Artificial liver trials show progress,
as transplant
candidates wait
By Mary Beth Reilly / Medical School Communications
Four years after the first American clinical trial of an experimental
artificial liver system began at the U-M Health System (UMHS), its
leader says he is encouraged by the results thus far. Dr. Robert
Bartlett says he is optimistic about the system's potential to help
more liver-failure patients stay alive until they receive a liver
transplant or recover without one.
Already, 20 desperately ill patients have used the device in a
phase I trial, Bartlett says. Of the six patients who went on to
receive a transplant, three are still alive but continue to have
liver damage. Two others recovered liver function without needing
a transplant.
The system, called albumin dialysis, uses special filters and proteins
to remove toxic substances from the blood while sparing helpful
compounds.
Results from Germany, where the system was invented, and from the
three other American hospitals now testing it, also give Bartlett
hope. The system appears safe, able to reduce blood toxins, and
able to reverse coma and shock.
Liver transplants offer hope for many people, but there aren't
enough organs from deceased and living donors to go around. In 2001,
5,177 Americans received new livers, but another 1,975 died waiting.
Nearly 1,000 of the more than 17,460 patients now waiting are children
and teenagers.
A new liver transplant candidate system instituted by the United
Network for Organ Sharing in 2001 places the sickest patients called
status 1 at the top of the list to receive livers as they become
available. But that means patients are most likely to receive a
liver when they have the least amount of time to wait. Status 1
patients are defined as having fewer than seven days to live. That
makes artificial liver support more crucial than ever, Bartlett
says.
"Current and future clinical trials will help further establish
how well albumin dialysis might help buy time for the 17,400 Americans
now waiting for a liver transplant, and the tens of thousands more
on waiting lists worldwide," says Bartlett, who is a professor of
surgery, director of critical care and head of the extracorporeal
life support team at UMHS.
"We must also explore whether the system can help patients regain
function in their own livers, as two of our patients did," he says.

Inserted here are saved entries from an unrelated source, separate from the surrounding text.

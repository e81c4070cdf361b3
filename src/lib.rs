//! # lazymap
//!
//! A hash map with value semantics and O(1) copies, backed by a chain of
//! reference-counted copy-on-write diff layers.
//!
//! ## Overview
//!
//! Copying a [`LazyMap`] never duplicates its entries, yet every copy is
//! logically independent: mutating one copy is invisible to the others.
//!
//! - **Layers**: small overlays of key edits (set or deleted) stacked on a
//!   shared parent, with a complete snapshot at the root
//! - **Fork on write**: a write through a shared layer allocates a private
//!   one-edit layer; a write through an exclusive layer mutates it in place
//! - **Detach**: an explicit operation that collapses a long chain back into
//!   a single flat root
//!
//! ## Feature Flags
//!
//! - `arc`: Share layers through `Arc` so maps are `Send + Sync`
//! - `serde`: `Serialize`/`Deserialize` for `LazyMap`
//! - `fxhash`: Use `rustc-hash` for layer edit tables
//! - `ahash`: Use `ahash` for layer edit tables
//! - `rayon`: Parallel iteration over the merged view (implies `arc`)
//!
//! ## Example
//!
//! ```rust
//! use lazymap::prelude::*;
//!
//! let original = LazyMap::from([(1, 10), (2, 20), (3, 30)]);
//! let mut copy = original.clone();
//! copy.insert(4, 40);
//!
//! assert_eq!(copy.len(), 4);
//! assert_eq!(original.len(), 3);
//! assert_eq!(copy.at(&4), Ok(&40));
//! assert_eq!(original.at(&4), Err(KeyNotFoundError));
//! ```

#![forbid(unsafe_code)]
#![warn(missing_docs)]
#![warn(clippy::all)]
#![warn(clippy::pedantic)]
#![warn(clippy::nursery)]

/// Prelude module for convenient imports.
///
/// # Usage
///
/// ```rust
/// use lazymap::prelude::*;
/// ```
pub mod prelude {
    pub use crate::map::*;
}

pub mod map;

pub use map::{KeyNotFoundError, LazyMap, LazyMapIntoIterator, LazyMapIterator};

"Currently, we are using albumin dialysis only for patients in the
intensive-care unit who need emergency liver transplants, but we
will soon extend the treatment to other patients with liver disease."
U-M is preparing to participate in a multi-center, randomized and
controlled trial comparing albumin dialysis with standard medical
treatment in chronic liver failure patients who are in hepatic comas a
neurological state caused by liver failure. The new U-M trial, led
by U-M gastroenterologist Dr. Robert Fontana, will begin in early
2003.
In addition to Bartlett, other U-M researchers are Dr. Fresca Swaniker,
Dr. John Magee, Dr. Jeffrey Punch and Dr. Steve Rudich.